無事がわかっただけで、こんなにも救われるものなのか。
私の心には、再び希望の灯がともっていた。
「待て。貴様にもう一つだけ言っておく」
「なんだ」
奴が怪訝な顔で振り返る。
この戦いで感じた率直な想いを、私は告げてやった。
この男は、時間操作に頼り過ぎている。そこに致命的な隙がある。
「覚えておくがいい。そんな能力に頼り切りでは、いつか足元を掬われることになるぞ」
それを聞いた奴は、心底呆れたような顔で苦笑した。
おそらく、ただ負け惜しみを言っているだけだと思ったのだろう。
「ほう。一体どう掬われるというのだ」
「そのうちわかるさ」
「そうかそうか。それは楽しみなことだな! はっはっは!」
高笑いを上げながら、奴は今度こそ去っていった。
その後ろ姿を見つめながら、私は奴に届く可能性を想った。
近距離攻撃主体の私では、絶望的に相性が悪かった。
だが、ユウならば。
あるいは仲間たちと協力して、勝機を見出せるかもしれん。
あいつは弱くて情けないところもあるが、芯は強い子だ。
あいつは相手がどんなに格上であろうとも、果敢に立ち向かっていく勇気と、心の底では容易に諦めない執念を持っている。可愛い顔をして、天性の負けず嫌いだ。

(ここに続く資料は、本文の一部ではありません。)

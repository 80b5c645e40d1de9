//! Typed record model and the repository seam to the flat-table world.
//!
//! The harness record store itself lives in the excluded table layer;
//! the geometry core only sees this module: strongly-typed records per
//! entity kind behind a small [`RecordStore`] interface, plus a flat
//! field-map conversion for collaborators that still speak delimited
//! text columns.

use indexmap::IndexMap;
use serde::{Deserialize, Serialize};
use thiserror::Error;

use crate::geometry::config::SolverConfig;
use crate::geometry::types::Point;

/// Root marker: the fixed global frame (0, 0, 0°). Used both as a
/// parent instance reference and as an output-csys name meaning "the
/// parent's own frame, no extra offset".
pub const ORIGIN: &str = "origin";

/// Errors raised while converting flat field maps into typed records
#[derive(Debug, Error)]
pub enum StoreError {
    #[error("record '{name}' is missing required field '{field}'")]
    MissingField { name: String, field: String },

    #[error("record '{name}' field '{field}' has an invalid value: '{value}'")]
    InvalidField {
        name: String,
        field: String,
        value: String,
    },
}

/// Offset of an output csys from its owning instance's own frame
#[derive(Debug, Clone, PartialEq, Serialize, Deserialize)]
#[serde(untagged)]
pub enum CsysOffset {
    /// Explicit (x, y) pair
    Cartesian { x: f64, y: f64 },
    /// Polar (distance, angle-in-degrees) pair
    Polar { distance: f64, angle: f64 },
}

/// A named anchor frame that an instance exposes for children to
/// attach to
#[derive(Debug, Clone, PartialEq, Serialize, Deserialize)]
pub struct OutputCsys {
    #[serde(flatten)]
    pub offset: CsysOffset,
    /// Additional rotation in degrees applied to whatever attaches here
    #[serde(default)]
    pub rotation: f64,
}

impl OutputCsys {
    pub fn cartesian(x: f64, y: f64, rotation: f64) -> Self {
        Self {
            offset: CsysOffset::Cartesian { x, y },
            rotation,
        }
    }

    pub fn polar(distance: f64, angle: f64, rotation: f64) -> Self {
        Self {
            offset: CsysOffset::Polar { distance, angle },
            rotation,
        }
    }

    /// The offset as a point in the owning instance's own frame
    pub fn offset_point(&self) -> Point {
        match self.offset {
            CsysOffset::Cartesian { x, y } => Point::new(x, y),
            CsysOffset::Polar { distance, angle } => {
                let radians = angle.to_radians();
                Point::new(distance * radians.cos(), distance * radians.sin())
            }
        }
    }
}
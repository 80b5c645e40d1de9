//! Configuration for the geometry solver

use std::path::Path;

use serde::Deserialize;
use thiserror::Error;

/// Errors that can occur when loading solver configuration
#[derive(Debug, Error)]
pub enum ConfigError {
    #[error("failed to read solver config file: {0}")]
    Io(#[from] std::io::Error),
    #[error("failed to parse solver config TOML: {0}")]
    Parse(#[from] toml::de::Error),
    #[error("invalid solver config value: {0}")]
    Invalid(String),
}

/// Configuration options for the topology builder, coordinate
/// propagator, and csys resolver
#[derive(Debug, Clone)]
pub struct SolverConfig {
    /// Decimal places for solved node coordinates and orientations
    pub precision: u32,

    /// Maximum hops a csys parent chain may take before it is treated
    /// as cyclic
    pub max_chain_depth: usize,

    /// Length range (inches) for placeholder segments synthesized by
    /// the topology builder
    pub placeholder_length: (f64, f64),

    /// Name used for the hub node when seeding a spoke topology
    pub hub_name: String,

    /// Whether `item_type` values must match case exactly when records
    /// cross the flat-table boundary
    pub case_sensitive_item_types: bool,
}

impl Default for SolverConfig {
    fn default() -> Self {
        Self {
            precision: 2,
            max_chain_depth: 64,
            placeholder_length: (1.0, 20.0),
            hub_name: "HUB".to_string(),
            case_sensitive_item_types: false,
        }
    }
}

impl SolverConfig {
    /// Create a new configuration with default values
    pub fn new() -> Self {
        Self::default()
    }

    /// Set the coordinate rounding precision
    pub fn with_precision(mut self, decimals: u32) -> Self {
        self.precision = decimals;
        self
    }

    /// Set the csys chain hop bound
    pub fn with_max_chain_depth(mut self, depth: usize) -> Self {
        self.max_chain_depth = depth;
        self
    }

    /// Set the placeholder segment length range
    pub fn with_placeholder_length(mut self, min: f64, max: f64) -> Self {
        self.placeholder_length = (min, max);
        self
    }

    /// Set the synthesized hub node name
    pub fn with_hub_name(mut self, name: impl Into<String>) -> Self {
        self.hub_name = name.into();
        self
    }

    /// Require exact-case `item_type` matching
    pub fn with_case_sensitive_item_types(mut self, on: bool) -> Self {
        self.case_sensitive_item_types = on;
        self
    }

    /// Load configuration from a TOML file, falling back to defaults
    /// for any omitted key
    pub fn from_path(path: impl AsRef<Path>) -> Result<Self, ConfigError> {
        let content = std::fs::read_to_string(path)?;
        Self::from_toml_str(&content)
    }

    /// Parse configuration from a TOML string
    pub fn from_toml_str(content: &str) -> Result<Self, ConfigError> {
        let toml_config: TomlConfig = toml::from_str(content)?;
        if let Some((min, max)) = toml_config.placeholder_length {
            if !(min < max) || min <= 0.0 {
                return Err(ConfigError::Invalid(format!(
                    "placeholder_length must be a positive range with min < max, got [{min}, {max}]"
                )));
            }
        }
        let defaults = Self::default();
        Ok(Self {
            precision: toml_config.precision.unwrap_or(defaults.precision),
            max_chain_depth: toml_config
                .max_chain_depth
                .unwrap_or(defaults.max_chain_depth),
            placeholder_length: toml_config
                .placeholder_length
                .unwrap_or(defaults.placeholder_length),
            hub_name: toml_config.hub_name.unwrap_or(defaults.hub_name),
            case_sensitive_item_types: toml_config
                .case_sensitive_item_types
                .unwrap_or(defaults.case_sensitive_item_types),
        })
    }
}

/// TOML structure for deserializing solver configuration
#[derive(Deserialize)]
struct TomlConfig {
    precision: Option<u32>,
    max_chain_depth: Option<usize>,
    placeholder_length: Option<(f64, f64)>,
    hub_name: Option<String>,
    case_sensitive_item_types: Option<bool>,
}

#[cfg(test)]
mod tests {
    use super::*;

    #[test]
    fn test_default_config() {
        let config = SolverConfig::default();
        assert_eq!(config.precision, 2);
        assert_eq!(config.max_chain_depth, 64);
        assert_eq!(config.placeholder_length, (1.0, 20.0));
        assert_eq!(config.hub_name, "HUB");
        assert!(!config.case_sensitive_item_types);
    }

    #[test]
    fn test_builder_pattern() {
        let config = SolverConfig::new()
            .with_precision(3)
            .with_hub_name("FB_HUB")
            .with_max_chain_depth(16);

        assert_eq!(config.precision, 3);
        assert_eq!(config.hub_name, "FB_HUB");
        assert_eq!(config.max_chain_depth, 16);
    }

    #[test]
    fn test_from_toml_partial() {
        let config = SolverConfig::from_toml_str(
            r#"
            precision = 4
            placeholder_length = [2.0, 8.0]
        "#,
        )
        .unwrap();

        assert_eq!(config.precision, 4);
        assert_eq!(config.placeholder_length, (2.0, 8.0));
        // Omitted keys fall back to defaults
        assert_eq!(config.max_chain_depth, 64);
        assert_eq!(config.hub_name, "HUB");
    }

    #[test]
    fn test_from_toml_rejects_empty_length_range() {
        let result = SolverConfig::from_toml_str("placeholder_length = [20.0, 1.0]");
        match result {
            Err(ConfigError::Invalid(msg)) => assert!(msg.contains("placeholder_length")),
            other => panic!("expected Invalid, got {other:?}"),
        }

        let result = SolverConfig::from_toml_str("placeholder_length = [5.0, 5.0]");
        assert!(matches!(result, Err(ConfigError::Invalid(_))));
    }

    #[test]
    fn test_from_toml_invalid() {
        let result = SolverConfig::from_toml_str("precision = \"not a number\"");
        assert!(matches!(result, Err(ConfigError::Parse(_))));
    }
}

それが時に、思いもよらないような成長や爆発力を生み出してきた。
そんなあいつの姿をずっと見てきた私には、わかるのだ。
たとえ今は弱くとも、あいつは師と同じ立派なフェバルだ。
この世の条理を覆せるような、立派な心を持っている。
たとえこの先どんな困難が待ち受けていたとしても、あいつはきっと最後まで足掻くだろう。
そしてどんなに傷付いても、足掻いてしまうだろう。
そうなのだ。
あいつはいつも不器用で一生懸命で、見ていられないところがある。
だからこそ力になりたいと思うのだ。
たとえ師との約束を抜きにしたとしても、あいつはとっくに私の愛する弟子なのだから。
私は残された気を使って、傷を塞ぎ始めた。
動けるようになるには相当時間がかかるが、何もしないよりはましだ。
ユウが動いているのに、師である私が真っ先に諦めてどうする。
形はどうあれ、せっかく奴が見逃してくれたのだ。
これから何が起こるのかはわからないが、最期の瞬間まで諦めるな。
全員をここから無事脱出させる。そのことに力を尽くせ。